Biden administration expands student loan forgiveness eligibility

Such public servants, he said, should be able to seek loan forgiveness

  
Students and pedestrians walk through the Yard at Harvard University, after the school asked its students not to return to campus after Spring Break and said it would move to virtual instruction for graduate and undergraduate classes, in Cambridge, Massachusetts, U.S., March 10, 2020.

Students and pedestrians walk through the Yard at Harvard University, after the school asked its students not to return to campus after Spring Break and said it would move to virtual instruction for graduate and undergraduate classes, in Cambridge, Massachusetts, U.S., March 10, 2020.

REUTERS/Brian Snyder

WASHINGTON- The Biden administration on Wednesday announced changes to the federal student loan forgiveness program that would allow thousands more public sector workers, including members of the military, to seek a reprieve on their educational debts.

The new policies outlined by the U.S. Department of Education would affect an estimated 550,000 borrowers and give them an extra two years of progress toward forgiveness, officials said in a statement, outlining changes that run through Oct. 31, 2022.

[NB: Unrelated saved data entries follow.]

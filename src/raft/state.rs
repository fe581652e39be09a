use rand::Rng;

use crate::raft::log::Log;

/// A peer's role, tagged with the data that only makes sense in that
/// role. Leader-only fields (`next_index`, `match_index`) live inside
/// `Role::Leader` so they cannot be read while the peer is a follower or
/// candidate — see spec.md §9's "role as tagged state" redesign note.
#[derive(Debug)]
pub enum Role {
    Follower {
        leader: Option<u64>,
    },
    Candidate,
    Leader {
        next_index: Vec<u64>,
        match_index: Vec<u64>,
    },
}

impl Role {
    pub fn is_leader(&self) -> bool {
        matches!(self, Role::Leader { .. })
    }

    pub fn is_candidate(&self) -> bool {
        matches!(self, Role::Candidate)
    }

    pub fn name(&self) -> &'static str {
        match self {
            Role::Follower { .. } => "follower",
            Role::Candidate => "candidate",
            Role::Leader { .. } => "leader",
        }
    }
}

/// The persistent + volatile state of one Raft peer (spec.md §3).
/// Owned exclusively by its `Node` and mutated only under that node's
/// lock.
pub struct PeerState {
    pub me: u64,
    pub num_peers: usize,

    /// Persistent state, must round-trip through `Persister`.
    pub current_term: u64,
    pub voted_for: Option<u64>,
    pub log: Log,

    /// Volatile state.
    pub commit_index: u64,
    pub last_applied: u64,
    pub current_leader: Option<u64>,
    pub role: Role,
}

impl PeerState {
    pub fn new(me: u64, num_peers: usize) -> PeerState {
        PeerState {
            me,
            num_peers,
            current_term: 0,
            voted_for: None,
            log: Log::new(),
            commit_index: 0,
            last_applied: 0,
            current_leader: None,
            role: Role::Follower { leader: None },
        }
    }

    pub fn is_leader(&self) -> bool {
        self.role.is_leader()
    }

    /// Invariant I6: any RPC carrying a higher term forces an immediate
    /// step-down to follower and term adoption, before any further
    /// handler logic runs. Returns `true` if a step-down happened.
    pub fn observe_term(&mut self, term: u64) -> bool {
        if term > self.current_term {
            self.current_term = term;
            self.voted_for = None;
            self.current_leader = None;
            self.role = Role::Follower { leader: None };
            true
        } else {
            false
        }
    }

    /// Transitions to `Candidate` for a fresh term: +1 term, vote for
    /// self. Returns the new term.
    pub fn become_candidate(&mut self) -> u64 {
        self.current_term += 1;
        self.voted_for = Some(self.me);
        self.current_leader = None;
        self.role = Role::Candidate;
        self.current_term
    }

    /// Transitions to `Leader`, initializing per-follower replication
    /// progress to just past our own last log entry (I3: sets
    /// `current_leader = Some(me)`).
    pub fn become_leader(&mut self) {
        let next = self.log.last_index() + 1;
        self.role = Role::Leader {
            next_index: vec![next; self.num_peers],
            match_index: vec![0; self.num_peers],
        };
        self.current_leader = Some(self.me);
    }

    /// Step-down driven by an observed higher term or an external
    /// cancellation signal (a valid leader's heartbeat arriving during
    /// a campaign). Does not touch the term by itself; callers that
    /// observed a higher term should call `observe_term` first.
    pub fn become_follower(&mut self, leader: Option<u64>) {
        self.role = Role::Follower { leader };
        self.current_leader = leader;
    }

    /// Invariant I2/I3: grants at most one vote per term, and only to
    /// a log that is at least as up-to-date as ours (the fixed rule —
    /// last-log comparison, not `commit_index`; see spec.md §9 bug #1).
    pub fn try_grant_vote(
        &mut self,
        candidate_id: u64,
        candidate_last_log_term: u64,
        candidate_last_log_index: u64,
    ) -> bool {
        let already_voted_for_someone_else =
            matches!(self.voted_for, Some(v) if v != candidate_id);
        if already_voted_for_someone_else {
            return false;
        }
        if !self.log.is_candidate_up_to_date(candidate_last_log_term, candidate_last_log_index) {
            return false;
        }
        self.voted_for = Some(candidate_id);
        true
    }
}

/// Picks a fresh randomized election timeout in
/// `[min, min + range)`, per spec.md §4.2.
pub fn random_election_timeout(min_ms: u64, range_ms: u64) -> std::time::Duration {
    let extra = if range_ms == 0 { 0 } else { rand::thread_rng().gen_range(0..range_ms) };
    std::time::Duration::from_millis(min_ms + extra)
}
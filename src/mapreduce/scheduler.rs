use std::sync::atomic::{AtomicUsize, Ordering};
use std::sync::Arc;

use futures::future::BoxFuture;
use tokio::sync::{mpsc, Notify};

use crate::mapreduce::task::{Phase, TaskDescriptor};
use crate::mapreduce::worker_pool::WorkerPool;

/// The `call(addr, "Worker.DoTask", args) -> bool` collaborator from
/// spec.md §6, as an async trait so the scheduler is unit-testable
/// without a real RPC transport (transport simulation is out of this
/// crate's scope — spec.md §1).
pub trait WorkerTransport: Send + Sync {
    fn do_task(&self, addr: String, task: TaskDescriptor) -> BoxFuture<'static, bool>;
}

/// Drives one map or reduce phase to completion, a direct generalization
/// of `schedule()`/`dispatchTask()` from
/// `examples/original_source/src/mapreduce/schedule.go` into idiomatic
/// async Rust: the `mpsc` channel below *is* the Go `taskChan`, the
/// `WorkerPool` *is* `registerChan`, and the spawned per-dispatch tasks
/// are the Go dispatcher's per-task goroutines.
///
/// Returns once every task of `0..n_tasks` has produced exactly one
/// success. `make_input_file(task_number)` supplies the Map-phase input
/// file name, or `None` for Reduce tasks (spec.md §3's task descriptor).
pub async fn schedule(
    job_name: &str,
    phase: Phase,
    n_tasks: usize,
    n_other: usize,
    make_input_file: impl Fn(usize) -> Option<String>,
    pool: Arc<WorkerPool>,
    transport: Arc<dyn WorkerTransport>,
) {
    log::info!("schedule: {} {:?} tasks ({} I/Os)", n_tasks, phase, n_other);
    if n_tasks == 0 {
        return;
    }

    let (task_tx, mut task_rx) = mpsc::unbounded_channel::<TaskDescriptor>();
    for i in 0..n_tasks {
        let descriptor = TaskDescriptor {
            job_name: job_name.to_string(),
            phase,
            task_number: i,
            input_file: make_input_file(i),
            n_other,
        };
        task_tx.send(descriptor).expect("task_rx is held by the dispatcher spawned below");
    }

    let remaining = Arc::new(AtomicUsize::new(n_tasks));
    let done = Arc::new(Notify::new());

    let dispatcher = tokio::spawn({
        let pool = pool.clone();
        let transport = transport.clone();
        let remaining = remaining.clone();
        let done = done.clone();
        let retry_tx = task_tx.clone();
        async move {
            while let Some(task) = task_rx.recv().await {
                let pool = pool.clone();
                let transport = transport.clone();
                let remaining = remaining.clone();
                let done = done.clone();
                let retry_tx = retry_tx.clone();
                tokio::spawn(async move {
                    let addr = match pool.acquire().await {
                        Some(addr) => addr,
                        None => return,
                    };
                    if transport.do_task(addr.clone(), task.clone()).await {
                        // Success path is the only path that decrements,
                        // so a task can never be counted twice (R2).
                        if remaining.fetch_sub(1, Ordering::AcqRel) == 1 {
                            done.notify_one();
                        }
                        pool.register(addr);
                    } else {
                        // Worker presumed dead: re-enqueue the task, do
                        // not return the worker to the pool.
                        let _ = retry_tx.send(task);
                    }
                });
            }
        }
    });

    done.notified().await;
    dispatcher.abort();
    log::info!("schedule: {:?} done", phase);
}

"Teachers, nurses, first responders, service members, and so many public service workers have had our back especially amid the challenges of the pandemic," U.S. Secretary of Education Miguel Cardona said.

Such public servants, he said, should be able to seek loan forgiveness. "The system has not delivered on that promise to date, but that is about to change for many borrowers who have served their communities and their country," Cardona said.

The Public Service Loan Forgiveness Program (PSLF) aims to allow such workers to apply to have their student loans canceled after 10 years of public work and consistent payments, though borrowers must apply and many face roadblocks or restrictions.

Wednesday's announced overhaul aims to simplify the application process and review previous applications that had been denied or faced processing errors, paving the way for more borrowers to get relief, the department said.

It also allows 22,000 borrowers with previously ineligible "consolidated" loans to use the program, it said, adding another 27,000 borrowers could also qualify for the program if they certify certain work histories.

The National Education Association, an education union representing 3 million teachers and other workers who could benefit from program, praised the changes. "This is a welcome step towards keeping the promise of PSLF and canceling the student debt of every educator who has served their commitment to their communities," it said.